说明此服务是从25.0 开始包含的,同时在release note 中也有说明,以下主要说明下内部实现
release 信息
如下,具体就不翻译了,主要是添加了一个每个任务进行每个view最大保留50个历史信息
Added daily catalog maintenance tasks to trim history of views to a maximum of 50 records per view. This limits the storage needed for datasetVersions records in the KV store.
内部处理
是由CatalogMaintenanceService 服务启动的 CatalogMaintenanceRunnableProvider 任务
- 服务注册
可以看到此服务是在协调节点执行的,也比较符合dremio的套路
private void registerCatalogMaintenanceService(
SingletonRegistry registry, boolean isCoordinator) {
if (isCoordinator) {
registry.bindSelf(
new CatalogMaintenanceService(
registry.provider(SchedulerService.class),
registry.provider(java.util.concurrent.ExecutorService.class),
new CatalogMaintenanceRunnableProvider(
registry.provider(OptionManager.class),
registry.provider(KVStoreProvider.class).get())
.get(0)));
}
}
- CatalogMaintenanceRunnableProvider 内部处理
CatalogMaintenanceRunnable.builder()
.setName("TrimVersions")
.setSchedule(makeDailySchedule(trimVersionsTime))
.setRunnable(
() ->
DatasetVersionTrimmer.trimHistory(
Clock.systemUTC(),
storeProvider.getStore(DatasetVersionMutator.VersionStoreCreator.class),
// 此值是50
(int) optionManager.getOption(NamespaceOptions.DATASET_VERSIONS_LIMIT),
minAgeInDays))
.build());
- DatasetVersionTrimmer.trimHistory 处理
实际处理,代码注释应该都说明了,可以结合分析下
private void trimHistory(int maxVersionsToKeep, int minAgeInDays) {
Preconditions.checkArgument(maxVersionsToKeep > 0, "maxVersionsToKeep must be positive");
Preconditions.checkArgument(minAgeInDays > 0, "minAgeInDays must be positive");
// Assume number of datasets is somewhat small compared to number of versions.

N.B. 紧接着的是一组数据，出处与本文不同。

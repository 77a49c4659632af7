//! Request handlers.
//!
//! Handlers only translate between HTTP and [`TrafficTracker`]; every rule
//! about what gets stored lives in `traffic-tracker-lib`.
//!
//! [`TrafficTracker`]: traffic_tracker_lib::TrafficTracker

use axum::{
    Json,
    extract::{
        Query, State,
        rejection::{JsonRejection, QueryRejection},
    },
};
use serde::{Deserialize, Serialize};
use tracing::{error, info, warn};

use traffic_tracker_lib::{DEFAULT_EVENT, DiagnosticsReport, EventQuery, TrafficEvent};
use traffic_tracker_service_shared::{
    AppState, ClientInfo, ProblemDetails, RequestId, StatsQuery, TrackRequest,
    from_ingestion_error, from_query_error, record_event_tracked, record_events_returned,
    record_track_failed,
};

/// Body of `GET /`.
#[derive(Debug, Serialize, Deserialize)]
pub struct RootMessage {
    pub message: String,
}

/// Body returned after an event is recorded.
#[derive(Debug, Serialize, Deserialize)]
pub struct TrackResponse {
    /// Identifier assigned by the store.
    pub id: String,
}

/// Body of `GET /api/stats`.
#[derive(Debug, Serialize, Deserialize)]
pub struct StatsResponse {
    pub items: Vec<TrafficEvent>,
}

/// Handle `GET /`.
pub async fn root() -> Json<RootMessage> {
    Json(RootMessage {
        message: "Traffic Tracker API is running".to_string(),
    })
}

/// Handle `GET /test`.
///
/// Always answers 200; store problems are described in the report.
pub async fn diagnostics(State(state): State<AppState>) -> Json<DiagnosticsReport> {
    let report = state.tracker().check_health().await;
    info!(
        connection_status = %report.connection_status,
        collections = report.collections.len(),
        "diagnostics requested"
    );
    Json(report)
}

/// Handle `POST /api/track`.
pub async fn track_event(
    State(state): State<AppState>,
    request_id: RequestId,
    ClientInfo(metadata): ClientInfo,
    payload: Result<Json<TrackRequest>, JsonRejection>,
) -> Result<Json<TrackResponse>, ProblemDetails> {
    let Json(request) = payload.map_err(|rejection| {
        warn!(request_id = %request_id, error = %rejection, "rejected track body");
        record_track_failed("invalid_body");
        ProblemDetails::bad_request(rejection.body_text(), request_id.as_str())
    })?;

    let event = request
        .event
        .clone()
        .unwrap_or_else(|| DEFAULT_EVENT.to_string());

    info!(
        request_id = %request_id,
        path = %request.path,
        event = %event,
        "tracking event"
    );

    match state.tracker().track(request.into(), &metadata).await {
        Ok(id) => {
            record_event_tracked();
            info!(request_id = %request_id, id = %id, "event recorded");
            Ok(Json(TrackResponse {
                id: id.into_string(),
            }))
        }
        Err(e) => {
            let reason = if e.is_validation() {
                "validation_error"
            } else {
                "store_error"
            };
            record_track_failed(reason);
            if e.is_validation() {
                warn!(request_id = %request_id, error = %e, "rejected track body");
            } else {
                error!(request_id = %request_id, error = %e, "failed to record event");
            }
            Err(from_ingestion_error(&e, request_id.as_str()))
        }
    }
}

/// Handle `GET /api/stats`.
pub async fn stats(
    State(state): State<AppState>,
    request_id: RequestId,
    params: Result<Query<StatsQuery>, QueryRejection>,
) -> Result<Json<StatsResponse>, ProblemDetails> {
    let Query(params) = params.map_err(|rejection| {
        warn!(request_id = %request_id, error = %rejection, "rejected stats query");
        ProblemDetails::bad_request(rejection.body_text(), request_id.as_str())
    })?;

    let query = EventQuery::from(params);
    let items = state.tracker().list_events(&query).await.map_err(|e| {
        if e.is_validation() {
            warn!(request_id = %request_id, error = %e, "rejected stats query");
        } else {
            error!(request_id = %request_id, error = %e, "failed to list events");
        }
        from_query_error(&e, request_id.as_str())
    })?;

    record_events_returned(items.len());
    info!(request_id = %request_id, count = items.len(), "events listed");

    Ok(Json(StatsResponse { items }))
}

// First pass: count versions per dataset.
Map<DatasetPath, Integer> counts = Maps.newHashMap();
for (Document<DatasetVersionMutator.VersionDatasetKey, VirtualDatasetVersion> entry :
datasetVersionsStore.find()) {
counts.compute(entry.getKey().getPath(), (key, count) -> count != null ? count + 1 : 1);
}
// Collect and order paths with more than requested number of versions.
ImmutableList<Map.Entry<DatasetPath, Integer>> pathsWithCounts =
counts.entrySet().stream()
.sorted(Comparator.comparing(e -> e.getKey().toPathString()))

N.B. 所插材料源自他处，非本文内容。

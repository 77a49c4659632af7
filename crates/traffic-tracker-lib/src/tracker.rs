//! The tracker facade handed to HTTP handlers.

use crate::diagnostics::{self, DiagnosticsReport};
use crate::error::{IngestionError, QueryError, StoreError};
use crate::event::TrafficEvent;
use crate::ingest::{self, RequestMetadata, TrackInput};
use crate::query::{self, EventQuery};
use crate::store::{DocumentId, DocumentStore, SharedStore};

/// Entry point for ingestion, queries and diagnostics.
///
/// The store handle is injected at construction. A tracker without a store is
/// valid: ingestion and queries then fail with [`StoreError::NotInitialized`]
/// while diagnostics report the missing store.
#[derive(Clone)]
pub struct TrafficTracker {
    store: Option<SharedStore>,
    database_url_set: bool,
}

impl TrafficTracker {
    pub fn new(store: SharedStore) -> Self {
        Self {
            store: Some(store),
            database_url_set: true,
        }
    }

    pub fn without_store() -> Self {
        Self {
            store: None,
            database_url_set: false,
        }
    }

    /// Record whether a connection string was configured, for diagnostics.
    pub fn with_database_url_set(mut self, set: bool) -> Self {
        self.database_url_set = set;
        self
    }

    pub fn has_store(&self) -> bool {
        self.store.is_some()
    }

    pub fn database_url_set(&self) -> bool {
        self.database_url_set
    }

    pub fn store(&self) -> Result<&dyn DocumentStore, StoreError> {
        self.store.as_deref().ok_or(StoreError::NotInitialized)
    }

    /// Validate, enrich and persist one event.
    ///
    /// Input is validated before the store is consulted, so bad input is
    /// reported as such even when no store is configured.
    pub async fn track(
        &self,
        input: TrackInput,
        metadata: &RequestMetadata,
    ) -> Result<DocumentId, IngestionError> {
        let event = ingest::build_event(input, metadata)?;
        ingest::persist(self.store()?, &event).await
    }

    pub async fn list_events(&self, query: &EventQuery) -> Result<Vec<TrafficEvent>, QueryError> {
        query.validate()?;
        query::list_events(self.store()?, query).await
    }

    pub async fn check_health(&self) -> DiagnosticsReport {
        diagnostics::check_health(self.store.as_deref(), self.database_url_set).await
    }
}

impl std::fmt::Debug for TrafficTracker {
    fn fmt(&self, f: &mut std::fmt::Formatter<'_>) -> std::fmt::Result {
        f.debug_struct("TrafficTracker")
            .field(
                "database",
                &self.store.as_ref().and_then(|s| s.database_name()),
            )
            .field("database_url_set", &self.database_url_set)
            .finish()
    }
}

.collect(ImmutableList.toImmutableList());
ImmutableSet<DatasetPath> pathsSet =
pathsWithCounts.stream()
.filter(e -> e.getValue() > maxVersionsToKeep)
.map(Map.Entry::getKey)
.collect(ImmutableSet.toImmutableSet());
if (!pathsSet.isEmpty()) {
// Second pass: get versions to delete (past the maxVersionsToKeep) and update (set previous
// version to null in the last element of the kept history).

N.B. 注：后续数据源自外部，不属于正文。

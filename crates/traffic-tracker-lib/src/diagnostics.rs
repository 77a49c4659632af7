//! Store diagnostics.
//!
//! A report is assembled from independent probes. Each probe samples the
//! store and yields a value; none of them can fail the report as a whole.

use serde::{Deserialize, Serialize};

use crate::store::DocumentStore;

/// Maximum number of collection names included in a report.
pub const MAX_REPORTED_COLLECTIONS: usize = 10;

/// Maximum length of an error message embedded in a status string.
pub const MAX_ERROR_CHARS: usize = 80;

/// Connection state observed while probing.
#[derive(Debug, Clone, Copy, PartialEq, Eq, Serialize, Deserialize)]
#[serde(rename_all = "snake_case")]
pub enum ConnectionStatus {
    /// No store handle exists.
    NotInitialized,
    /// A handle exists but the backend did not answer a ping.
    Unreachable,
    /// Ping succeeded but collections could not be listed.
    Connected,
    /// Ping and listing both succeeded.
    ConnectedAndListing,
}

impl ConnectionStatus {
    pub fn label(&self) -> &'static str {
        match self {
            Self::NotInitialized => "not_initialized",
            Self::Unreachable => "unreachable",
            Self::Connected => "connected",
            Self::ConnectedAndListing => "connected_and_listing",
        }
    }
}

impl std::fmt::Display for ConnectionStatus {
    fn fmt(&self, f: &mut std::fmt::Formatter<'_>) -> std::fmt::Result {
        f.write_str(self.label())
    }
}

/// Diagnostics returned by the `/test` endpoint.
#[derive(Debug, Clone, PartialEq, Eq, Serialize, Deserialize)]
pub struct DiagnosticsReport {
    /// Always `"running"`: if this report exists, the backend is up.
    pub backend: String,
    /// Human-readable store status.
    pub database: String,
    /// Whether a store connection string was configured.
    pub database_url_set: bool,
    pub database_name: Option<String>,
    pub connection_status: ConnectionStatus,
    /// Up to [`MAX_REPORTED_COLLECTIONS`] collection names.
    pub collections: Vec<String>,
}

/// Outcome of a single probe.
#[derive(Debug, Clone, PartialEq, Eq)]
pub enum Probe<T> {
    Passed(T),
    Failed(String),
}

/// Database name, or `"Unknown"` when the store cannot tell.
pub fn probe_identity(store: &dyn DocumentStore) -> String {
    store
        .database_name()
        .filter(|name| !name.is_empty())
        .unwrap_or("Unknown")
        .to_string()
}

pub async fn probe_connectivity(store: &dyn DocumentStore) -> Probe<()> {
    match store.ping().await {
        Ok(()) => Probe::Passed(()),
        Err(err) => Probe::Failed(truncate(&err.to_string())),
    }
}

pub async fn probe_listing(store: &dyn DocumentStore) -> Probe<Vec<String>> {
    match store.list_collection_names().await {
        Ok(mut names) => {
            names.truncate(MAX_REPORTED_COLLECTIONS);
            Probe::Passed(names)
        }
        Err(err) => Probe::Failed(truncate(&err.to_string())),
    }
}

/// Sample the store and build a report. Never fails.
pub async fn check_health(
    store: Option<&dyn DocumentStore>,
    database_url_set: bool,
) -> DiagnosticsReport {
    let mut report = DiagnosticsReport {
        backend: "running".to_string(),
        database: "not available".to_string(),
        database_url_set,
        database_name: None,
        connection_status: ConnectionStatus::NotInitialized,
        collections: Vec::new(),
    };

    let Some(store) = store else {
        return report;
    };

    report.database_name = Some(probe_identity(store));

    if let Probe::Failed(message) = probe_connectivity(store).await {
        report.connection_status = ConnectionStatus::Unreachable;
        report.database = format!("error: {message}");
        return report;
    }
    report.connection_status = ConnectionStatus::Connected;

    match probe_listing(store).await {
        Probe::Passed(names) => {
            report.collections = names;
            report.connection_status = ConnectionStatus::ConnectedAndListing;
            report.database = "connected and working".to_string();
        }
        Probe::Failed(message) => {
            report.database = format!("connected but error: {message}");
        }
    }

    report
}

fn truncate(message: &str) -> String {
    message.chars().take(MAX_ERROR_CHARS).collect()
}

ArrayList<DatasetVersionMutator.VersionDatasetKey> keysToDelete = new ArrayList<>();
Map<DatasetVersionMutator.VersionDatasetKey, VirtualDatasetVersion> versionsToUpdate =
Maps.newHashMap();
DatasetPath startPath = pathsWithCounts.get(0).getKey();
int versionsInRange = 0;
for (int index = 0; index < pathsWithCounts.size(); index++) {
Map.Entry<DatasetPath, Integer> pathAndCount = pathsWithCounts.get(index);
DatasetPath endPath = pathAndCount.getKey();
versionsInRange += pathAndCount.getValue();
if (versionsInRange < MAX_VERSIONS_IN_RANGE && index + 1 < pathsWithCounts.size()) {
continue;
}
// Collect versions to trim/update in the range.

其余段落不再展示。